WHAT YOU WILL DO: Below are the records. Retype exactly the lines between the lines holding "and synthesize to" and "pub struct GlyphDsc", inclusive.

Records from a dataset:
use std::sync::Arc;

use crate::font::FontId;

/// Code points below this limit are control characters and synthesize to
/// an invisible, zero-width glyph.
pub const CONTROL_LIMIT: u32 = 0x20;

/// Private-use marker code point, never drawn.
pub const SYMBOL_DUMMY: u32 = 0xF8FF;

/// U+200C ZERO WIDTH NON-JOINER.
pub const ZERO_WIDTH_NON_JOINER: u32 = 0x200C;

/// Metrics of a single resolved glyph.
///
/// Caller-allocated output record; a resolution call populates every
/// field exactly once, including on the synthesized-placeholder path.
#[derive(Debug, Clone, Copy, PartialEq, Eq, Default)]
pub struct GlyphDsc {
    /// Advance width: horizontal space taken by the glyph, kerning
    /// adjustments included.
    pub adv_w: u16,
    /// Width of the glyph's bounding box.
    pub box_w: u16,
    /// Height of the glyph's bounding box.
    pub box_h: u16,
    /// Horizontal offset of the bounding box.
    pub ofs_x: i16,
    /// Vertical offset of the bounding box, measured from the baseline.
    pub ofs_y: i16,
    /// Bits per pixel of the glyph bitmap.
    pub bpp: u8,
    /// True when the glyph is a substitute box rather than real outline
    /// data.
    pub is_placeholder: bool,
    /// The font in the chain that actually supplied the glyph, or `None`
    /// when the descriptor was synthesized.
    pub resolved_font: Option<FontId>,
}

/// Bitmap data of a resolved glyph.
///
/// Native providers and the default glyph source hand back host memory.
/// Sandboxed providers return an address in the module's linear memory;
/// the extent is defined by the glyph descriptor, and the bytes can be
/// copied out through the sandbox runtime.
#[derive(Debug, Clone, PartialEq, Eq)]
pub enum GlyphBitmap {
    /// Bitmap bytes owned by the host.
    Host(Arc<[u8]>),
    /// Address of the bitmap in the providing module's linear memory.
    Guest { ptr: u32 },
}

RESPONSE:
/// Code points below this limit are control characters and synthesize to
/// an invisible, zero-width glyph.
pub const CONTROL_LIMIT: u32 = 0x20;

/// Private-use marker code point, never drawn.
pub const SYMBOL_DUMMY: u32 = 0xF8FF;

/// U+200C ZERO WIDTH NON-JOINER.
pub const ZERO_WIDTH_NON_JOINER: u32 = 0x200C;

/// Metrics of a single resolved glyph.
///
/// Caller-allocated output record; a resolution call populates every
/// field exactly once, including on the synthesized-placeholder path.
#[derive(Debug, Clone, Copy, PartialEq, Eq, Default)]
pub struct GlyphDsc {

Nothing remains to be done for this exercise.